→ Exercise description
Your response should give back each record exactly, word for word.

☆ ☆ ☆ ☆ ☆ ☆ ☆

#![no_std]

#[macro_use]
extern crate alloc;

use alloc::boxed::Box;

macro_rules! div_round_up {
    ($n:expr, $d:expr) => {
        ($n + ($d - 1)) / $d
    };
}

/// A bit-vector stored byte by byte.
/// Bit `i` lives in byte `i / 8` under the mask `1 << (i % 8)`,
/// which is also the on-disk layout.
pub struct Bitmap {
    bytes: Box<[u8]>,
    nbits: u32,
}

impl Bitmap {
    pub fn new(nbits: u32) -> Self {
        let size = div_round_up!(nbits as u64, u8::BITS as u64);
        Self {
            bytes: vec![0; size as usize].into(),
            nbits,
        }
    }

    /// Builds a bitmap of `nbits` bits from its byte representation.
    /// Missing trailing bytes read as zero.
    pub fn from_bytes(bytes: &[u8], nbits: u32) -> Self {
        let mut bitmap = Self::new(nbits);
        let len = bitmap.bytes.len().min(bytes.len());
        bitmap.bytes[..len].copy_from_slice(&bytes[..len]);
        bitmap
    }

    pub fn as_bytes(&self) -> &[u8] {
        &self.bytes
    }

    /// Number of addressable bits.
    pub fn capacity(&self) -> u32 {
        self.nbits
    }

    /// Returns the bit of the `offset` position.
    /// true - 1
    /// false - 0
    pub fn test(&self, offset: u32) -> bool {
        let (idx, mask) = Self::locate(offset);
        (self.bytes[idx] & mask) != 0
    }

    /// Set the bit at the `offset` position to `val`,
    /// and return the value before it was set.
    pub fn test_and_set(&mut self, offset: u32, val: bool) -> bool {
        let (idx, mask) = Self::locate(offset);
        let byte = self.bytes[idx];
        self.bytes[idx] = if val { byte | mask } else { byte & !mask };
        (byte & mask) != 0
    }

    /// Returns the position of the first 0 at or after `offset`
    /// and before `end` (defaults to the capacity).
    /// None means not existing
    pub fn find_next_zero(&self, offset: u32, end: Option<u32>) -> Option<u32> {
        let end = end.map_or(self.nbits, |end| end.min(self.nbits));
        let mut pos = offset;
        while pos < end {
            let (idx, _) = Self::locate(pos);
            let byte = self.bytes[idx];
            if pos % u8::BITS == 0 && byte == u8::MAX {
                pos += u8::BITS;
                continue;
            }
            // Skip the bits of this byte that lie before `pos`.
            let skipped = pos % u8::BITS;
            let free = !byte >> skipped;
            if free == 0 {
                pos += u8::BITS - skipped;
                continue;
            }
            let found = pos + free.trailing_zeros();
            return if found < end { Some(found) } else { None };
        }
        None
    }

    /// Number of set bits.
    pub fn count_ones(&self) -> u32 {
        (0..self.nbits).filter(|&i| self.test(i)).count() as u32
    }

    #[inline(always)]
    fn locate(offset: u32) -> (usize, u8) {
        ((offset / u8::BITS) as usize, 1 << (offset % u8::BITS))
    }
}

☆ ☆ ☆ ☆ ☆ ☆ ☆

→ Answer
#![no_std]

#[macro_use]
extern crate alloc;

use alloc::boxed::Box;

macro_rules! div_round_up {
    ($n:expr, $d:expr) => {
        ($n + ($d - 1)) / $d
    };
}

/// A bit-vector stored byte by byte.
/// Bit `i` lives in byte `i / 8` under the mask `1 << (i % 8)`,
/// which is also the on-disk layout.
pub struct Bitmap {
    bytes: Box<[u8]>,
    nbits: u32,
}

impl Bitmap {
    pub fn new(nbits: u32) -> Self {
        let size = div_round_up!(nbits as u64, u8::BITS as u64);
        Self {
            bytes: vec![0; size as usize].into(),
            nbits,
        }
    }

    /// Builds a bitmap of `nbits` bits from its byte representation.
    /// Missing trailing bytes read as zero.
    pub fn from_bytes(bytes: &[u8], nbits: u32) -> Self {
        let mut bitmap = Self::new(nbits);
        let len = bitmap.bytes.len().min(bytes.len());
        bitmap.bytes[..len].copy_from_slice(&bytes[..len]);
        bitmap
    }

    pub fn as_bytes(&self) -> &[u8] {
        &self.bytes
    }

    /// Number of addressable bits.
    pub fn capacity(&self) -> u32 {
        self.nbits
    }

    /// Returns the bit of the `offset` position.
    /// true - 1
    /// false - 0
    pub fn test(&self, offset: u32) -> bool {
        let (idx, mask) = Self::locate(offset);
        (self.bytes[idx] & mask) != 0
    }

    /// Set the bit at the `offset` position to `val`,
    /// and return the value before it was set.
    pub fn test_and_set(&mut self, offset: u32, val: bool) -> bool {
        let (idx, mask) = Self::locate(offset);
        let byte = self.bytes[idx];
        self.bytes[idx] = if val { byte | mask } else { byte & !mask };
        (byte & mask) != 0
    }

    /// Returns the position of the first 0 at or after `offset`
    /// and before `end` (defaults to the capacity).
    /// None means not existing
    pub fn find_next_zero(&self, offset: u32, end: Option<u32>) -> Option<u32> {
        let end = end.map_or(self.nbits, |end| end.min(self.nbits));
        let mut pos = offset;
        while pos < end {
            let (idx, _) = Self::locate(pos);
            let byte = self.bytes[idx];
            if pos % u8::BITS == 0 && byte == u8::MAX {
                pos += u8::BITS;
                continue;
            }
            // Skip the bits of this byte that lie before `pos`.
            let skipped = pos % u8::BITS;
            let free = !byte >> skipped;
            if free == 0 {
                pos += u8::BITS - skipped;
                continue;
            }
            let found = pos + free.trailing_zeros();
            return if found < end { Some(found) } else { None };
        }
        None
    }

    /// Number of set bits.
    pub fn count_ones(&self) -> u32 {
        (0..self.nbits).filter(|&i| self.test(i)).count() as u32
    }

    #[inline(always)]
    fn locate(offset: u32) -> (usize, u8) {
        ((offset / u8::BITS) as usize, 1 << (offset % u8::BITS))
    }
}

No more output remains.